Henry Kissinger, who had been one of the people to manufacture tensions between thermonuclear powers over the previous two decades, was now to act as “peacemaker” during the Nixon period. He would turn his focus to the European stand-off and would seek to relax the tensions between the West and Russia. He negotiated the Strategic Arms Limitation Talks (culminating in the SALT I treaty) and the Anti-Ballistic Missile Treaty. Kissinger was attempting to rebrand himself as a trusted statesman and diplomat.
In the second term of President Richard Nixon’s administration, their attention would turn to relations with Western Europe. Richard Nixon would describe 1973 as being the “Year of Europe”. The United States’ focus would be on supporting the states of the European Economic Community (EEC) which had become economic rivals to the US by the early 1970s. Kissinger grasped the “Year of Europe” concept and pushed an agenda, not only of economic reform, but also arguing to strengthen and revitalise what he considered to be the “decaying force”, the North Atlantic Treaty Organisation (NATO). Throughout this period, Kissinger would also promote global governance.
Years later, Henry Kissinger would make the opening address of the World Economic Forum’s 1980 conference, telling the elites at Davos: “For the first time in history, foreign policy is truly global”.
John K. Galbraith
John Kenneth Galbraith (often referred to as Ken Galbraith) was a Canadian-American economist, diplomat, public policy maker, and Harvard intellectual. His impact on American history is extraordinary and the consequences of his actions in the late 1960s alone are still being felt around the world today. In September 1934, Galbraith would initially join the faculty at Harvard University as an instructor with a salary of $2,400 per year. In 1935, he would be appointed a tutor at John Winthrop House (commonly known as Winthrop House) which is one of twelve undergraduate residential houses at Harvard University. In that same year, one of his first students would be Joseph P. Kennedy Jr, with John F. Kennedy arriving two years later, in 1937. Soon after, the Canadian Galbraith would become naturalised as a US citizen on 14 September 1937. Three days later, he would marry his partner, Catherine Merriam Atwater, a woman who, a few years before, had been studying at the University of Munich. There, she had lived in the same rooming house-dormitory as Unity Mitford, whose boyfriend was Adolf Hitler. After marrying, Galbraith would travel extensively in Eastern Europe, Scandinavia, Italy, France, but also Germany. Galbraith had been due to spend a year as a research fellow at the University of Cambridge under famed economist John Maynard Keynes, but Keynes’ sudden heart attack would see Galbraith’s new wife persuade him to study in Germany instead. During the summer of 1938, Galbraith would study German land policies under Hitler’s government.
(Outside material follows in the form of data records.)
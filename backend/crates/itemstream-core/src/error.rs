//! Error types for itemstream-core

use itemstream_commons::{CodecError, ErrorInfo, ErrorKind};
use thiserror::Error;

use crate::gateway::GatewayError;

/// Errors raised while handling a message or delivering a frame
#[derive(Error, Debug)]
pub enum LiveError {
    #[error("'collection' is required")]
    MissingCollection,

    #[error("Either 'ids' or 'id' is required")]
    MissingTarget,

    #[error("'data' is required")]
    MissingData,

    #[error("Unsupported message type '{0}'")]
    UnsupportedMessageType(String),

    #[error("Connection is closed")]
    TransportClosed,

    #[error(transparent)]
    Codec(#[from] CodecError),

    #[error(transparent)]
    Gateway(#[from] GatewayError),

    #[error("Serialization error: {0}")]
    SerializationError(String),
}

impl LiveError {
    /// Wire-level kind carried on the ERROR frame
    pub fn kind(&self) -> ErrorKind {
        match self {
            LiveError::MissingCollection => ErrorKind::MissingCollection,
            LiveError::MissingTarget => ErrorKind::MissingTarget,
            LiveError::MissingData => ErrorKind::MissingData,
            LiveError::UnsupportedMessageType(_) => ErrorKind::UnsupportedMessageType,
            LiveError::TransportClosed => ErrorKind::TransportClosed,
            LiveError::Codec(e) => e.kind(),
            LiveError::Gateway(e) => e.kind(),
            LiveError::SerializationError(_) => ErrorKind::Internal,
        }
    }

    pub fn info(&self) -> ErrorInfo {
        ErrorInfo::new(self.kind(), self.to_string())
    }
}

impl From<serde_json::Error> for LiveError {
    fn from(e: serde_json::Error) -> Self {
        LiveError::SerializationError(e.to_string())
    }
}

/// Result type for live operations
pub type Result<T> = std::result::Result<T, LiveError>;

#[cfg(test)]
mod tests {
    use super::*;

    #[test]
    fn test_gateway_errors_keep_their_kind() {
        let err: LiveError = GatewayError::Forbidden("no read access".into()).into();
        assert_eq!(err.kind(), ErrorKind::Unauthorized);
        assert_eq!(err.info().message, "Forbidden: no read access");

        let err: LiveError = GatewayError::NotFound("articles/9".into()).into();
        assert_eq!(err.kind(), ErrorKind::NotFound);
    }

    #[test]
    fn test_validation_error_messages() {
        assert_eq!(LiveError::MissingTarget.kind(), ErrorKind::MissingTarget);
        assert_eq!(LiveError::MissingTarget.to_string(), "Either 'ids' or 'id' is required");
        assert_eq!(
            LiveError::UnsupportedMessageType("EXAMPLE".into()).kind(),
            ErrorKind::UnsupportedMessageType
        );
    }
}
The following year, Galbraith found himself involved in what was termed at the time, “the Walsh-Sweezy affair” – a US national scandal involving two radical instructors who had been terminated from Harvard. Galbraith’s connections with the affair would result in his appointment at Harvard not being renewed.
Still from Galbraith’s interview with Charlie Rose
Galbraith would take a demotion to work at Princeton, where he would soon after accept an invitation from the National Resource Planning Board to be part of a review panel into New Deal spending and employment programs. It is this project which would see him first meet Franklin D. Roosevelt. In 1940, as France fell to Nazi forces, Galbraith would join the staff of the National Defense Advisory Committee, at the request of FDR’s economic advisor, Lauchlin Curry. Although that committee would be swiftly dissolved, Galbraith soon found himself appointed to the Office of Price Administration (OPA), heading up the division tasked with price control. He would be dismissed from the OPA on 31 May 1943. Fortune Magazine had already been trying to headhunt Galbraith since as early as 1941, and would soon scoop him up to join their staff as a writer.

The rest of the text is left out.